PALMER — Days after the Valley's big-box mecca banned disposable plastic shopping bags, the Mat-Su Assembly killed a boroughwide bag tax proposal.
The Assembly on Tuesday postponed indefinitely any action on the 10-cent-per bag excise tax for retailers making $1 million or more. The proposal first surfaced last summer.
It would have required retailers turn over the money they collected from the tax, with a provision to keep 20 percent as a collection fee for on-time filing.
Then a simpler plan emerged from Wasilla, where officials say 140 large retailers — including Walmart, Sears and Target — do business, compared to nine in the borough's other two cities of Palmer and Houston.
Wasilla's city council voted Jan. 8 to ban plastic shopping bags at big box stores starting July 1, making the city Alaska's third (after Bethel and Cordova) to officially outlaw the bags that clog roadsides, catch in trees and pose a threat to fish and wildlife.

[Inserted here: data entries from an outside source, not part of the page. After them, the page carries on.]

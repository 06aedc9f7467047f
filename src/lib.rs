//! # multidispatch
//!
//! Guarded multiple dispatch: declare several implementations of one named
//! operation, each qualified by guards over its arguments, and route every
//! call to the first implementation whose guards all hold, with an
//! optional default when none do.
//!
//! Guards go well beyond types: exact values, regex patterns, structural
//! sequence shapes, capability probes, receiver predicates, arbitrary
//! closures, and OR/AND combinations of all of these.
//!
//! ```
//! use multidispatch::{DispatchTable, Guard, Value, ValueType, either};
//!
//! let mut table = DispatchTable::new();
//! table.on("describe", [Guard::instance_of(ValueType::Int)], |_, _| {
//!     Ok(Value::Str("an integer".into()))
//! });
//! table.on(
//!     "describe",
//!     [either([
//!         Guard::instance_of(ValueType::List),
//!         Guard::instance_of(ValueType::Map),
//!     ])],
//!     |_, _| Ok(Value::Str("a collection".into())),
//! );
//! table.set_default("describe", |_, _| Ok(Value::Str("something else".into())));
//!
//! assert_eq!(
//!     table.call(&(), "describe", vec![Value::Int(7)]).unwrap(),
//!     Value::Str("an integer".into())
//! );
//! assert_eq!(
//!     table.call(&(), "describe", vec![Value::list([1, 2])]).unwrap(),
//!     Value::Str("a collection".into())
//! );
//! assert_eq!(
//!     table.call(&(), "describe", vec![Value::Float(1.5)]).unwrap(),
//!     Value::Str("something else".into())
//! );
//! ```
//!
//! Clauses are scanned in registration order and the first full match wins;
//! there is no specificity inference. Register narrow clauses before broad
//! ones.

pub mod dispatch;
pub mod errors;
pub mod guard;
pub mod receiver;
pub mod value;

pub use dispatch::{CallArgs, Clause, DispatchTable, Handler, Registry};
pub use errors::DispatchError;
pub use guard::{either, exact, full_match, having, supporting, Guard, PredicateFn};
pub use receiver::Receiver;
pub use value::{Object, Value, ValueType};

/// Library version.
pub const VERSION: &str = env!("CARGO_PKG_VERSION");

[Wasilla says no to disposable plastic shopping bags]
At Tuesday night's meeting, Mat-Su Assembly member Barbara Doty proposed indefinitely postponing the borough's bag tax "based on the good work the city of Wasilla has done."

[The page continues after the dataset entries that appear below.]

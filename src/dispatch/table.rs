//! Operation-keyed dispatch table and the call entry point.

use std::collections::{BTreeMap, HashMap};
use std::fmt;
use std::sync::Arc;

use crate::errors::DispatchError;
use crate::guard::Guard;
use crate::receiver::Receiver;
use crate::value::Value;

use super::call::CallArgs;
use super::clause::{Clause, Handler};
use super::registry::Registry;

/// Guarded implementations for a set of operations, owned by the host type.
///
/// Build the table while defining the host (each `on` appends a clause, in
/// order), then treat it as read-only and route calls through
/// [`dispatch`](DispatchTable::dispatch). There is no interception magic
/// and no shared global state: the table is an ordinary value.
///
/// ```
/// use multidispatch::{DispatchTable, Guard, Value, ValueType};
///
/// let mut table = DispatchTable::new();
/// table.on("describe", [Guard::instance_of(ValueType::Int)], |_, _| {
///     Ok(Value::Str("int".into()))
/// });
/// table.set_default("describe", |_, _| Ok(Value::Str("other".into())));
///
/// let result = table.call(&(), "describe", vec![Value::Int(5)]).unwrap();
/// assert_eq!(result, Value::Str("int".into()));
/// ```
#[derive(Default)]
pub struct DispatchTable {
    registries: HashMap<String, Registry>,
}

impl DispatchTable {
    /// An empty table.
    pub fn new() -> Self {
        Self::default()
    }

    /// Declare a clause: positional guards only.
    pub fn on<H>(
        &mut self,
        operation: impl Into<String>,
        guards: impl IntoIterator<Item = Guard>,
        handler: H,
    ) where
        H: Fn(&dyn Receiver, &CallArgs) -> Result<Value, anyhow::Error> + Send + Sync + 'static,
    {
        self.on_named(
            operation,
            guards,
            std::iter::empty::<(String, Guard)>(),
            handler,
        );
    }

    /// Declare a clause with positional and named guards.
    pub fn on_named<S, H>(
        &mut self,
        operation: impl Into<String>,
        guards: impl IntoIterator<Item = Guard>,
        named: impl IntoIterator<Item = (S, Guard)>,
        handler: H,
    ) where
        S: Into<String>,
        H: Fn(&dyn Receiver, &CallArgs) -> Result<Value, anyhow::Error> + Send + Sync + 'static,
    {
        let clause = Clause::new(
            guards.into_iter().collect(),
            named
                .into_iter()
                .map(|(name, guard)| (name.into(), guard))
                .collect::<BTreeMap<_, _>>(),
            Arc::new(handler) as Handler,
        );
        self.registry_mut(operation.into()).push_clause(clause);
    }

    /// Set or replace the operation's default handler.
    pub fn set_default<H>(&mut self, operation: impl Into<String>, handler: H)
    where
        H: Fn(&dyn Receiver, &CallArgs) -> Result<Value, anyhow::Error> + Send + Sync + 'static,
    {
        self.registry_mut(operation.into())
            .set_default(Arc::new(handler) as Handler);
    }

    /// Dispatch a call: resolve the operation's registry against the
    /// arguments, then invoke the selected handler with the receiver and
    /// the original arguments.
    ///
    /// # Errors
    ///
    /// [`DispatchError::NotResolved`] when nothing matches (an operation
    /// with no declarations at all resolves like an empty registry);
    /// guard-evaluation and handler errors propagate.
    pub fn dispatch(
        &self,
        receiver: &dyn Receiver,
        operation: &str,
        args: &CallArgs,
    ) -> Result<Value, DispatchError> {
        let Some(registry) = self.registries.get(operation) else {
            return Err(DispatchError::NotResolved {
                operation: operation.to_string(),
                positional: args.positional.clone(),
                named: args.named.clone(),
            });
        };
        let handler = registry.resolve(args, receiver)?;
        handler(receiver, args).map_err(DispatchError::from)
    }

    /// Positional-only shorthand for [`dispatch`](DispatchTable::dispatch).
    pub fn call(
        &self,
        receiver: &dyn Receiver,
        operation: &str,
        positional: Vec<Value>,
    ) -> Result<Value, DispatchError> {
        self.dispatch(receiver, operation, &CallArgs::new(positional))
    }

    /// Names of all declared operations, sorted.
    pub fn operations(&self) -> Vec<&str> {
        let mut names: Vec<&str> = self.registries.keys().map(String::as_str).collect();
        names.sort_unstable();
        names
    }

    /// The registry of one operation, if declared.
    pub fn registry(&self, operation: &str) -> Option<&Registry> {
        self.registries.get(operation)
    }

    /// Number of declared operations.
    pub fn len(&self) -> usize {
        self.registries.len()
    }

    /// Whether no operation has been declared.
    pub fn is_empty(&self) -> bool {
        self.registries.is_empty()
    }

    // Registries come into existence on first declaration.
    fn registry_mut(&mut self, operation: String) -> &mut Registry {
        self.registries
            .entry(operation)
            .or_insert_with_key(|name| Registry::new(name.clone()))
    }
}

impl fmt::Debug for DispatchTable {
    fn fmt(&self, f: &mut fmt::Formatter<'_>) -> fmt::Result {
        f.debug_struct("DispatchTable")
            .field("operations", &self.operations())
            .finish()
    }
}

#[cfg(test)]
mod tests {
    use regex::Regex;

    use crate::guard::{either, exact, having, supporting};
    use crate::value::ValueType;

    use super::*;

    fn str_result(s: &'static str) -> Result<Value, anyhow::Error> {
        Ok(Value::Str(s.to_string()))
    }

    #[test]
    fn test_dispatch_by_argument_type() {
        let mut table = DispatchTable::new();
        table.on("describe", [Guard::instance_of(ValueType::Int)], |_, _| {
            str_result("int")
        });
        table.on("describe", [Guard::instance_of(ValueType::Str)], |_, _| {
            str_result("str")
        });
        table.set_default("describe", |_, _| str_result("other"));

        let call = |v: Value| table.call(&(), "describe", vec![v]).unwrap();
        assert_eq!(call(Value::Int(5)), Value::Str("int".into()));
        assert_eq!(call(Value::Str("x".into())), Value::Str("str".into()));
        assert_eq!(call(Value::Float(3.14)), Value::Str("other".into()));
    }

    #[test]
    fn test_dispatch_on_property_results() {
        let mut table = DispatchTable::new();
        table.on("classify", [having([("length", 0)])], |_, _| {
            str_result("empty")
        });
        table.set_default("classify", |_, _| str_result("nonempty"));

        let empty = table
            .call(&(), "classify", vec![Value::list(Vec::<i64>::new())])
            .unwrap();
        let full = table
            .call(&(), "classify", vec![Value::list([1, 2, 3])])
            .unwrap();
        assert_eq!(empty, Value::Str("empty".into()));
        assert_eq!(full, Value::Str("nonempty".into()));
    }

    #[test]
    fn test_dispatch_on_union_guard() {
        let mut table = DispatchTable::new();
        table.on(
            "accept",
            [either([
                Guard::instance_of(ValueType::Int),
                Guard::instance_of(ValueType::List),
            ])],
            |_, _| str_result("num_or_seq"),
        );

        assert!(table.call(&(), "accept", vec![Value::Int(2)]).is_ok());
        assert!(table.call(&(), "accept", vec![Value::list([1, 2])]).is_ok());
        let err = table
            .call(&(), "accept", vec![Value::Str("s".into())])
            .unwrap_err();
        assert!(matches!(err, DispatchError::NotResolved { .. }));
    }

    #[test]
    fn test_dispatch_on_sequence_shape() {
        let mut table = DispatchTable::new();
        table.on(
            "pair",
            [Guard::sequence([
                Guard::instance_of(ValueType::Int),
                Guard::instance_of(ValueType::Str),
            ])],
            |_, _| str_result("pair"),
        );

        let good = Value::List(vec![Value::Int(1), Value::Str("a".into())]);
        assert!(table.call(&(), "pair", vec![good]).is_ok());
        // Second element fails its guard.
        let bad = Value::list([1, 2]);
        assert!(table.call(&(), "pair", vec![bad]).is_err());
        // Length mismatch.
        let short = Value::list([1]);
        assert!(table.call(&(), "pair", vec![short]).is_err());
    }

    #[test]
    fn test_dispatch_on_capability() {
        let mut table = DispatchTable::new();
        table.on("iterate", [supporting(["each"])], |_, _| {
            str_result("iterable")
        });

        assert!(table.call(&(), "iterate", vec![Value::list([1])]).is_ok());
        let err = table
            .call(&(), "iterate", vec![Value::Int(3)])
            .unwrap_err();
        assert!(matches!(err, DispatchError::NotResolved { .. }));
    }

    #[test]
    fn test_named_guards_require_exact_keys() {
        let mut table = DispatchTable::new();
        table.on_named(
            "scale",
            [Guard::instance_of(ValueType::Number)],
            [("factor", Guard::instance_of(ValueType::Int))],
            |_, args| {
                let factor = args.named_arg("factor").cloned();
                match (args.arg(0), factor) {
                    (Some(Value::Int(x)), Some(Value::Int(f))) => Ok(Value::Int(x * f)),
                    _ => Ok(Value::Nil),
                }
            },
        );

        let with_factor = CallArgs::positional([3]).named("factor", 4);
        assert_eq!(
            table.dispatch(&(), "scale", &with_factor).unwrap(),
            Value::Int(12)
        );
        // Same positional shape, no named args: no clause.
        let without = CallArgs::positional([3]);
        assert!(table.dispatch(&(), "scale", &without).is_err());
        // Extra named arg: no clause.
        let extra = CallArgs::positional([3]).named("factor", 4).named("pad", 0);
        assert!(table.dispatch(&(), "scale", &extra).is_err());
    }

    #[test]
    fn test_pattern_and_exact_guards_in_one_operation() {
        let mut table = DispatchTable::new();
        table.on("route", [exact("help")], |_, _| str_result("usage"));
        table.on(
            "route",
            [Guard::pattern(Regex::new(r"^--\w+$").unwrap())],
            |_, _| str_result("flag"),
        );
        table.set_default("route", |_, _| str_result("positional"));

        let call = |s: &str| table.call(&(), "route", vec![Value::Str(s.into())]).unwrap();
        assert_eq!(call("help"), Value::Str("usage".into()));
        assert_eq!(call("--verbose"), Value::Str("flag".into()));
        assert_eq!(call("input.txt"), Value::Str("positional".into()));
    }

    #[test]
    fn test_undeclared_operation_fails_to_resolve() {
        let table = DispatchTable::new();
        let err = table.call(&(), "ghost", vec![Value::Int(1)]).unwrap_err();
        assert!(matches!(
            err,
            DispatchError::NotResolved { operation, .. } if operation == "ghost"
        ));
    }

    #[test]
    fn test_handler_errors_pass_through() {
        let mut table = DispatchTable::new();
        table.on("explode", [Guard::any()], |_, _| {
            Err(anyhow::anyhow!("handler failed"))
        });
        let err = table.call(&(), "explode", vec![Value::Nil]).unwrap_err();
        assert!(matches!(err, DispatchError::Handler(_)));
        assert_eq!(err.to_string(), "handler failed");
    }

    #[test]
    fn test_introspection() {
        let mut table = DispatchTable::new();
        assert!(table.is_empty());
        table.on("b", [Guard::any()], |_, _| Ok(Value::Nil));
        table.on("a", [Guard::any()], |_, _| Ok(Value::Nil));
        table.on("a", [Guard::none()], |_, _| Ok(Value::Nil));
        assert_eq!(table.len(), 2);
        assert_eq!(table.operations(), ["a", "b"]);
        assert_eq!(table.registry("a").unwrap().clauses().len(), 2);
        assert!(!table.registry("a").unwrap().has_default());
        assert!(table.registry("missing").is_none());
    }
}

The action, which effectively kills the bag-tax ordinance, passed without opposition.
Doty said it's possible a boroughwide plastic bag decision could go before voters during local elections in October.
Palmer's city council will discuss plastic bags at a meeting next month. City Manager Nathan Wallace says the council hasn't taken a position, but he's spoken against a tax.
The Assembly's decision this week "took the pressure off" Palmer officials for now. But, he said, the council is watching another, broader proposal.
State Rep. Andy Josephson, D-Anchorage, is proposing a statewide 20-cent tax on disposable plastic bags to be paid by customers, not retailers.